I wanted to do this simple conversion in Regex. So I matched the integer using:
m/\&\#(\d{3,5});/;
Then I converted the match to hex using:
sprintf('{%04x}',$1)
Then I added in the necessary: \x{ }
I was easily able to create strings that contained: "\x{6982}\x{8ff0}"
But none of them were printed by the application as Unicode. They were simply printed as they were created: symbols and text.
I found out that if you hard-coded these strings into the program, Perl would "interpolate" them into Unicode characters. But if they were created as a string, the "interpolation" did not take place.
I tried to force the interpolation by using various functions such as:
Encode::decode('UTF-8', "some string" );
Encode::encode('UTF-8', "some string" );
But that wasn't what those functions were intended for.
I also tried to use Perl's manual string interpolation
$v="${ \($v) }";
But that did not convert the string "\x{6982}\x{8ff0}" into Unicode. It simply remained the same string as before.
I came across an example using "eval()".
while($unicodeString =~ m/\&\#(\d{3,5});/) {
$_=$unicodeString; ## in the XML form of (spaces added so you could see it here): & #27010; & #36848;
m/\&\#(\d{3,5});/; ## Matches the integer number in the Unicode
my $y=q(\x).sprintf('{%04x}',$1); ## Converts the integer to hex and adds the \x{}
my $v = eval qq{"$y"}; ## Performs the interpolation of the string to get the Unicode
$unicodeString =~ s/\&\#(\d{3,5});/$v/; ## Replaces the old code with the new Unicode character
}
This conversion works now.

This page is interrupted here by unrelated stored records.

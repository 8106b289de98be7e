//! Projection engine for forward index valuation

mod contributions;
mod engine;
pub mod writer;

pub use contributions::{ProjectionResult, ProjectionSummary, SectorProjection};
pub use engine::{
    compound_factor, project, ProjectionConfig, ProjectionEngine, REFERENCE_HORIZON_PERIODS,
};
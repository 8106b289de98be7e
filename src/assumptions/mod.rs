//! Per-sector forward assumptions: annual earnings growth and target multiple
//!
//! An `AssumptionSet` is a keyed collection supplied to the projection engine
//! as an explicit argument. It can be built uniformly (one growth rate and one
//! target multiple for every sector) or sector by sector; the engine does not
//! care which.

pub mod loader;

use std::collections::BTreeMap;

use serde::{Deserialize, Serialize};

use crate::baseline::Baseline;

/// Forward assumption for one sector
#[derive(Debug, Clone, PartialEq, Serialize, Deserialize)]
pub struct SectorAssumption {
    pub sector_id: String,

    /// Fractional annual earnings growth (0.07 = 7%), compounded over the horizon
    pub annual_growth_rate: f64,

    /// Price/earnings multiple applied to horizon earnings
    pub target_multiple: f64,
}

impl SectorAssumption {
    pub fn new(sector_id: impl Into<String>, annual_growth_rate: f64, target_multiple: f64) -> Self {
        Self {
            sector_id: sector_id.into(),
            annual_growth_rate,
            target_multiple,
        }
    }
}

/// Assumptions keyed by sector id
#[derive(Debug, Clone, Default, PartialEq, Serialize, Deserialize)]
#[serde(transparent)]
pub struct AssumptionSet {
    by_sector: BTreeMap<String, SectorAssumption>,
}

impl AssumptionSet {
    pub fn new() -> Self {
        Self::default()
    }

    /// Same growth rate and target multiple for every baseline sector
    pub fn uniform(baseline: &Baseline, annual_growth_rate: f64, target_multiple: f64) -> Self {
        baseline
            .sector_ids()
            .map(|id| SectorAssumption::new(id, annual_growth_rate, target_multiple))
            .collect()
    }

    /// Same growth rate for every sector, each sector keeping its current multiple
    pub fn hold_multiples(baseline: &Baseline, annual_growth_rate: f64) -> Self {
        baseline
            .records()
            .iter()
            .map(|r| SectorAssumption::new(r.sector_id.as_str(), annual_growth_rate, r.current_multiple))
            .collect()
    }

    /// Build from individual assumptions; a repeated sector id keeps the last one
    pub fn from_assumptions<I>(assumptions: I) -> Self
    where
        I: IntoIterator<Item = SectorAssumption>,
    {
        assumptions.into_iter().collect()
    }

    /// Add or replace a sector's assumption, returning the previous one
    pub fn insert(&mut self, assumption: SectorAssumption) -> Option<SectorAssumption> {
        self.by_sector.insert(assumption.sector_id.clone(), assumption)
    }

    /// Builder-style override of a single sector
    pub fn with_override(
        mut self,
        sector_id: impl Into<String>,
        annual_growth_rate: f64,
        target_multiple: f64,
    ) -> Self {
        self.insert(SectorAssumption::new(sector_id, annual_growth_rate, target_multiple));
        self
    }

    pub fn get(&self, sector_id: &str) -> Option<&SectorAssumption> {
        self.by_sector.get(sector_id)
    }

    pub fn contains(&self, sector_id: &str) -> bool {
        self.by_sector.contains_key(sector_id)
    }

    /// Sector ids in sorted order
    pub fn sector_ids(&self) -> impl Iterator<Item = &str> {
        self.by_sector.keys().map(String::as_str)
    }

    pub fn iter(&self) -> impl Iterator<Item = &SectorAssumption> {
        self.by_sector.values()
    }

    pub fn len(&self) -> usize {
        self.by_sector.len()
    }

    pub fn is_empty(&self) -> bool {
        self.by_sector.is_empty()
    }
}

impl FromIterator<SectorAssumption> for AssumptionSet {
    fn from_iter<T: IntoIterator<Item = SectorAssumption>>(iter: T) -> Self {
        let mut set = Self::new();
        for assumption in iter {
            set.insert(assumption);
        }
        set
    }
}

#[cfg(test)]
mod tests {
    use super::*;
    use crate::baseline::{load_baseline, SectorRecord};

    fn two_sector() -> Baseline {
        Baseline::new(
            6000.0,
            20.0,
            vec![SectorRecord::new("A", 0.6, 30.0), SectorRecord::new("B", 0.4, 15.0)],
        )
        .unwrap()
    }

    #[test]
    fn test_uniform_covers_every_sector() {
        let baseline = load_baseline();
        let set = AssumptionSet::uniform(&baseline, 0.07, 22.0);

        assert_eq!(set.len(), baseline.len());
        for id in baseline.sector_ids() {
            let a = set.get(id).unwrap();
            assert_eq!(a.annual_growth_rate, 0.07);
            assert_eq!(a.target_multiple, 22.0);
        }
    }

    #[test]
    fn test_hold_multiples_uses_current_multiple() {
        let set = AssumptionSet::hold_multiples(&two_sector(), 0.08);

        assert_eq!(set.get("A").unwrap().target_multiple, 30.0);
        assert_eq!(set.get("B").unwrap().target_multiple, 15.0);
        assert_eq!(set.get("B").unwrap().annual_growth_rate, 0.08);
    }

    #[test]
    fn test_global_and_per_sector_construction_agree() {
        let baseline = two_sector();
        let global = AssumptionSet::uniform(&baseline, 0.05, 18.0);
        let per_sector = AssumptionSet::from_assumptions([
            SectorAssumption::new("B", 0.05, 18.0),
            SectorAssumption::new("A", 0.05, 18.0),
        ]);

        assert_eq!(global, per_sector);
    }

    #[test]
    fn test_last_assumption_wins() {
        let set = AssumptionSet::from_assumptions([
            SectorAssumption::new("A", 0.01, 10.0),
            SectorAssumption::new("A", 0.02, 12.0),
        ]);

        assert_eq!(set.len(), 1);
        assert_eq!(set.get("A").unwrap().annual_growth_rate, 0.02);
    }

    #[test]
    fn test_with_override() {
        let set = AssumptionSet::uniform(&two_sector(), 0.05, 20.0).with_override("A", 0.10, 32.0);

        assert_eq!(set.get("A").unwrap().target_multiple, 32.0);
        assert_eq!(set.get("B").unwrap().target_multiple, 20.0);
    }

    #[test]
    fn test_serializes_as_map() {
        let set = AssumptionSet::from_assumptions([SectorAssumption::new("A", 0.1, 32.0)]);
        let json = serde_json::to_value(&set).unwrap();

        assert_eq!(json["A"]["target_multiple"], 32.0);
    }
}
// ui.rs - egui rendering and input for the simulator window

use conway::{PATTERNS, random_grid};
use eframe::egui;
use egui::{Color32, Rect, Stroke, Vec2};

use crate::GameOfLife;

const RANDOM_DENSITY: f64 = 1.0 / 3.0;

impl eframe::App for GameOfLife {
    fn update(&mut self, ctx: &egui::Context, _frame: &mut eframe::Frame) {
        self.controller.pump();

        egui::CentralPanel::default().show(ctx, |ui| {
            ui.label(format!("Current step: {}", self.controller.step_count()));

            // Controls
            ui.horizontal(|ui| {
                let button_text = if self.controller.is_running() { "Stop" } else { "Start" };
                if ui.button(button_text).clicked() {
                    let running = self.controller.is_running();
                    self.controller.set_running(!running);
                }

                if ui.button("Next step").clicked() {
                    self.controller.step();
                }

                if ui.button("Reset").clicked() {
                    self.controller.reset();
                }

                ui.separator();

                ui.label("Pattern:");
                egui::ComboBox::from_id_source("pattern_selector")
                    .selected_text(PATTERNS[self.selected_pattern].name)
                    .show_ui(ui, |ui| {
                        for (i, pattern) in PATTERNS.iter().enumerate() {
                            ui.selectable_value(&mut self.selected_pattern, i, pattern.name);
                        }
                    });

                if ui.button("Apply Pattern").clicked() {
                    let (height, width) = self.controller.dimensions();
                    match PATTERNS[self.selected_pattern].centered(height, width) {
                        Ok(grid) => self.load(grid),
                        Err(err) => log::warn!("pattern not applied: {err}"),
                    }
                }

                if ui.button("Random").clicked() {
                    let (height, width) = self.controller.dimensions();
                    self.random_seed = self.random_seed.wrapping_add(1);
                    match random_grid(height, width, self.random_seed, RANDOM_DENSITY) {
                        Ok(grid) => self.load(grid),
                        Err(err) => log::warn!("random soup not applied: {err}"),
                    }
                }
            });

            ui.separator();

            let box_size = 15.0;
            let spacing = 0.5;
            let snapshot = self.controller.snapshot();
            let (height, width) = snapshot.dimensions();

            let start_pos = ui.cursor().min;
            let total_size = Vec2::new(
                (box_size + spacing) * width as f32 - spacing,
                (box_size + spacing) * height as f32 - spacing,
            );

            let (response, painter) = ui.allocate_painter(total_size, egui::Sense::click());

            painter.rect_filled(
                Rect::from_min_size(start_pos, total_size),
                0.0,
                Color32::WHITE,
            );

            let clicked_at = response
                .clicked()
                .then(|| response.interact_pointer_pos())
                .flatten();

            for (row, cells) in snapshot.rows().iter().enumerate() {
                for (col, &alive) in cells.iter().enumerate() {
                    let x = start_pos.x + col as f32 * (box_size + spacing);
                    let y = start_pos.y + row as f32 * (box_size + spacing);
                    let rect = Rect::from_min_size(egui::pos2(x, y), Vec2::splat(box_size));

                    let cell_color = if alive { self.live_color } else { self.dead_color };
                    painter.rect_filled(rect, 1.0, cell_color);
                    painter.rect_stroke(rect, 1.0, Stroke::new(0.2, Color32::from_gray(160)));

                    if clicked_at.is_some_and(|pos| rect.contains(pos)) {
                        // Always in range: the coordinates come from the grid itself
                        let _ = self.controller.toggle_cell(row, col, !alive);
                    }
                }
            }

            ui.separator();

            let total = height * width;
            let live_cells = snapshot.live_cells();
            ui.horizontal(|ui| {
                ui.label(format!("Live cells: {live_cells}"));
                ui.label(format!("Dead cells: {}", total - live_cells));
                ui.label(format!(
                    "Population: {:.1}%",
                    live_cells as f32 / total.max(1) as f32 * 100.0
                ));
            });
        });

        if self.controller.is_running() {
            ctx.request_repaint_after(self.controller.tick_interval() / 4);
        }
    }
}

impl GameOfLife {
    fn load(&mut self, grid: conway::Grid) {
        self.controller.set_running(false);
        if let Err(err) = self.controller.replace_grid(grid) {
            log::warn!("grid not loaded: {err}");
        }
    }
}
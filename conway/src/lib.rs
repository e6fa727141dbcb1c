//! Conway's Game of Life on a fixed, hard-edged grid.
//!
//! [`GridEngine`] computes generations. [`SimulationController`] owns the
//! current grid, the run flag and the step counter, and is driven by an
//! injected [`Ticker`] while running.

pub mod config;
pub mod controller;
pub mod engine;
pub mod error;
pub mod grid;
pub mod patterns;
pub mod ticker;

pub use config::SimulationConfig;
pub use controller::SimulationController;
pub use engine::{GridEngine, rule};
pub use error::{Result, SimError};
pub use grid::Grid;
pub use patterns::{PATTERNS, Pattern, random_grid};
pub use ticker::{ManualTicker, Ticker, TokioTicker};
// grid.rs - Grid type for Conway's Game of Life

use std::fmt;

use crate::error::{Result, SimError};

pub type TRow = Vec<bool>;

/// Fixed-size rectangular matrix of cells, addressed as `(row, col)`.
///
/// Each row owns its own storage. A grid is never resized; a change of
/// dimensions means building a new one.
#[derive(Debug, Clone, PartialEq, Eq, Hash)]
pub struct Grid {
    rows: Vec<TRow>,
    width: usize,
}

impl Grid {
    /// All-dead grid of `height x width`.
    pub fn new(height: usize, width: usize) -> Result<Self> {
        check_dimensions(height, width)?;
        // vec! clones the prototype row, so no two rows share storage
        Ok(Self {
            rows: vec![vec![false; width]; height],
            width,
        })
    }

    /// The degenerate 0x0 grid.
    pub fn empty() -> Self {
        Self {
            rows: Vec::new(),
            width: 0,
        }
    }

    pub fn from_rows(rows: Vec<TRow>) -> Result<Self> {
        let width = rows.first().map_or(0, Vec::len);
        check_dimensions(rows.len(), width)?;
        if let Some((row, found)) = rows
            .iter()
            .map(Vec::len)
            .enumerate()
            .find(|&(_, len)| len != width)
        {
            return Err(SimError::RaggedRows {
                row,
                expected: width,
                found,
            });
        }
        Ok(Self { rows, width })
    }

    pub fn from_cells(height: usize, width: usize, cells: &[(usize, usize)]) -> Result<Self> {
        let mut grid = Self::new(height, width)?;
        for &(row, col) in cells {
            grid.set(row, col, true)?;
        }
        Ok(grid)
    }

    pub fn height(&self) -> usize {
        self.rows.len()
    }

    pub fn width(&self) -> usize {
        self.width
    }

    pub fn dimensions(&self) -> (usize, usize) {
        (self.height(), self.width)
    }

    pub fn get(&self, row: usize, col: usize) -> Option<bool> {
        self.rows.get(row)?.get(col).copied()
    }

    /// Anything outside the grid reads as dead.
    pub fn is_alive(&self, row: usize, col: usize) -> bool {
        self.get(row, col).unwrap_or(false)
    }

    pub fn rows(&self) -> &[TRow] {
        &self.rows
    }

    pub fn live_cells(&self) -> usize {
        self.rows
            .iter()
            .map(|row| row.iter().filter(|&&alive| alive).count())
            .sum()
    }

    pub fn live_coordinates(&self) -> Vec<(usize, usize)> {
        self.rows
            .iter()
            .enumerate()
            .flat_map(|(r, row)| {
                row.iter()
                    .enumerate()
                    .filter(|&(_, &alive)| alive)
                    .map(move |(c, _)| (r, c))
            })
            .collect()
    }

    /// Copy of this grid with one cell replaced.
    pub fn with_cell(&self, row: usize, col: usize, value: bool) -> Result<Self> {
        let mut next = self.clone();
        next.set(row, col, value)?;
        Ok(next)
    }

    // Mutation stays crate-private: callers outside only ever see whole grids.
    pub(crate) fn set(&mut self, row: usize, col: usize, value: bool) -> Result<()> {
        let (height, width) = self.dimensions();
        match self.rows.get_mut(row).and_then(|r| r.get_mut(col)) {
            Some(cell) => {
                *cell = value;
                Ok(())
            }
            None => Err(SimError::OutOfRange {
                row,
                col,
                height,
                width,
            }),
        }
    }
}

impl fmt::Display for Grid {
    fn fmt(&self, f: &mut fmt::Formatter<'_>) -> fmt::Result {
        for row in &self.rows {
            let line: String = row.iter().map(|&a| if a { '#' } else { '.' }).collect();
            writeln!(f, "{line}")?;
        }
        Ok(())
    }
}

fn check_dimensions(height: usize, width: usize) -> Result<()> {
    if height == 0 || width == 0 {
        return Err(SimError::InvalidDimensions { height, width });
    }
    Ok(())
}
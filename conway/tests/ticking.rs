// Run/stop behaviour through the tokio-backed ticker on a paused clock

use std::time::Duration;

use conway::{Pattern, SimulationConfig, SimulationController, TokioTicker};
use tokio::runtime::Handle;
use tokio::time;

const PERIOD: Duration = Duration::from_millis(200);

fn controller() -> SimulationController<TokioTicker> {
    let config = SimulationConfig::new(25, 55).with_tick_interval(PERIOD);
    let mut c = SimulationController::from_config(&config, TokioTicker::new(Handle::current()))
        .unwrap();
    let glider = Pattern::find("Glider").unwrap().stamp(c.grid(), 1, 1);
    c.replace_grid(glider).unwrap();
    c
}

async fn periods(n: u32) {
    time::sleep(PERIOD * n).await;
}

#[tokio::test(start_paused = true)]
async fn running_steps_once_per_period() {
    let mut c = controller();
    c.set_running(true);

    // Half a period of slack keeps us clear of the tick instants
    time::sleep(PERIOD / 2).await;
    assert_eq!(c.pump(), 0);

    for expected in 1..=5u64 {
        periods(1).await;
        assert_eq!(c.pump(), 1);
        assert_eq!(c.step_count(), expected);
    }
}

#[tokio::test(start_paused = true)]
async fn ticks_missed_by_a_slow_reader_are_not_dropped() {
    let mut c = controller();
    c.set_running(true);
    time::sleep(PERIOD / 2).await;

    periods(8).await;
    assert_eq!(c.pump(), 8);
    assert_eq!(c.step_count(), 8);
}

#[tokio::test(start_paused = true)]
async fn stopping_freezes_the_counter() {
    let mut c = controller();
    c.set_running(true);
    time::sleep(PERIOD / 2).await;
    periods(3).await;
    c.pump();
    assert_eq!(c.step_count(), 3);

    c.set_running(false);
    let frozen = c.grid().clone();
    periods(50).await;
    assert_eq!(c.pump(), 0);
    assert_eq!(c.step_count(), 3);
    assert_eq!(*c.grid(), frozen);
}

#[tokio::test(start_paused = true)]
async fn restarting_waits_a_full_period() {
    let mut c = controller();
    c.set_running(true);
    time::sleep(PERIOD / 2).await;
    periods(2).await;
    c.pump();
    c.set_running(false);

    c.set_running(true);
    time::sleep(PERIOD / 2).await;
    assert_eq!(c.pump(), 0);
    periods(1).await;
    assert_eq!(c.pump(), 1);
    assert_eq!(c.step_count(), 3);
}

#[tokio::test(start_paused = true)]
async fn reset_and_reconfigure_tear_down_ticking() {
    let mut c = controller();
    c.set_running(true);
    c.reset();
    periods(4).await;
    assert_eq!(c.pump(), 0);
    assert_eq!(c.step_count(), 0);
    assert!(!c.is_running());

    c.set_running(true);
    c.reconfigure(10, 10).unwrap();
    periods(4).await;
    assert_eq!(c.pump(), 0);
    assert_eq!(c.dimensions(), (10, 10));
}

#[tokio::test(start_paused = true)]
async fn dropping_the_controller_ends_the_tick_task() {
    let metrics = Handle::current().metrics();
    let mut c = controller();
    c.set_running(true);
    time::sleep(PERIOD / 2).await;
    periods(1).await;
    assert_eq!(c.pump(), 1);
    assert_eq!(metrics.num_alive_tasks(), 1);

    drop(c);
    periods(2).await;
    assert_eq!(metrics.num_alive_tasks(), 0);
}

But I am not happy with the repeated use of eval() to convert each character: one-at-a-time. I could build my string in the While loop and then simply eval() the new string. But I would prefer to only eval() those small strings that were specifically matched in Regex.
Is there a better way of converting an XML string (with Unicode characters shown as integers) into a string that contains the actual Unicode characters?
How can I easily go from a string that contains:
我认识到自己的长处和短处,并追求自我发展。
to one with:
我认识到自己的长处和短处,并追求自我发展。
The documents I need to convert contain thousands of these characters.